Un dolor agudo laceraba su columna a pesar de los recaudos
tomados. El recuerdo hecho dolor en las entrañas. Era apenas una niña cuando se
le había impuesto la noble tarea de masajear intensamente la baja espalda del
padre. Se preguntaba por qué aquella tarea le había sido asignada sin derecho a
negarse y ese olor nauseabundo del aceite Esmeralda penetraba en la habitación
ahora a oscuras. Estática escuchó el silencio de la noche en una ciudad dormida
y respiró los vahos del baño mientras su cuerpo desechaba los residuos de una
noche de excesos.
No recordaba los sueños que la habían atormentado desde siempre.
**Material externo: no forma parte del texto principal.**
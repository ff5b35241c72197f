//! Configuration loading and validation.
//!
//! A run is driven entirely by an explicit [`RunConfig`] built from the
//! declarative config file; components never read ambient state.
mod loader;
mod types;


pub use loader::{DEFAULT_CONFIG_FILES, load_config, load_config_file};
pub use types::{
    BlockRange, BlockRangeConfig, ConfigFile, EndpointConfig, EndpointSpec, HttpMethod, MetricKind,
    MetricSelection, PerformanceConfig, PerformanceSettings, RunConfig,
};

use crate::error::AppResult;

/// Loads and validates the run configuration in one step.
///
/// # Errors
///
/// Returns an error when no config file can be found, read, or parsed, or
/// when validation of the parsed document fails.
pub fn load_run_config(path: Option<&str>) -> AppResult<RunConfig> {
    let file = load_config(path)?;
    Ok(RunConfig::from_file(file)?)
}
Prefería olvidar para vivir, rememorar para ocultar, omitir los lazos que
inevitablemente la unían con un pasado renunciable. La niña que se escondía
tras una mujer independiente, gestora de grandes sueños ajenos, había logrado
trasmutar sus sentimientos en un manto de pareceres y posturas. Ser fuerte y no
doblegarse. Tenacidad irrenunciable cual un predestinamiento destinado a
revertir las adversidades pasadas. Profecía de un futuro en base a los
dictámenes del trabajo. La presencia del padre espontánea, aparecía y daba
señales violentas: su voz como un canturreo, de repente el terror de asociar su
imagen con el amado, sus reflejos plateados marcando la cien y esa línea oscura
sobre el labio. Su encanto y su furia desatada presente, actualizándose en el
amor, en el sosiego, en la paz que se alteraba en cuanto intentaba desanudar
los lazos del hechizo fantasmal.
Salió del baño, se vistió apresuradamente, haciendo el esfuerzo de
no despertar a su amor, pretendiendo no despertar la descarga de ausencias
invasivas, alejando con su indiferencia la imagen del ausente, luchando por
evitar que se colara en el lecho nupcial y contaminara la paz conyugal.
Pero como una
fiera desatada se despertó transpirado. En lucha por poseerla batallaba lleno
de una lujuria incestuosa que se respiraba en el ambiente, perdido por la fiebre
del amor insatisfecho que se prolonga en días de recelo, reproches y
desencantos. No lo pudo evitar y en la entrega aquél apareció, distante y tras
reflejos perturbadores. Flashes incandescentes y su figura recortada sobre la
oscuridad del cuarto hacían retumbar las palabras: “no serás feliz”, “libera tu
culpa” “no busques aquello que no sabes dónde estará”, “permítete” … y el tono
apelativo, dictatorial, sin posibilidad de pensar anuló la escapatoria. El ser
cancelado en la orden del ser. ¿Ser quién? ¿Dónde la existencia podría ser una
entidad descriptible si el origen no fue fundado? Despojada de sus ropas, se
entregó reticente, con desconfianza y desapego. Invadida de sensaciones
perturbadoras vio alrededor de la cama, observándola y esperando la
confirmación de su presencia, cada uno de los rostros que exigían una
respuesta complaciente: una hija fiel y atenta, una madre cariñosa y paciente,
una maestra tolerante e innovadora, y ¿ella?. Rebelde se desprendió de sus
disfraces, pegó un portazo, lo empujó y lo sacó violentamente de entre sus
piernas para perderse insensible en un vacío carente de anhelos, vacío del
deseo, ausente del placer.
La puerta del
balcón la invitaba a asomarse, las voces instigaban al abandono, perderse en
ese vacío y desplegar esas pequeñas alitas que lastimaban su baja espalda
intentando abrirse paso a través de la carne. Si no hubiera sido por ese afán
atroz de superarse aún nos acompañaría, dijeron.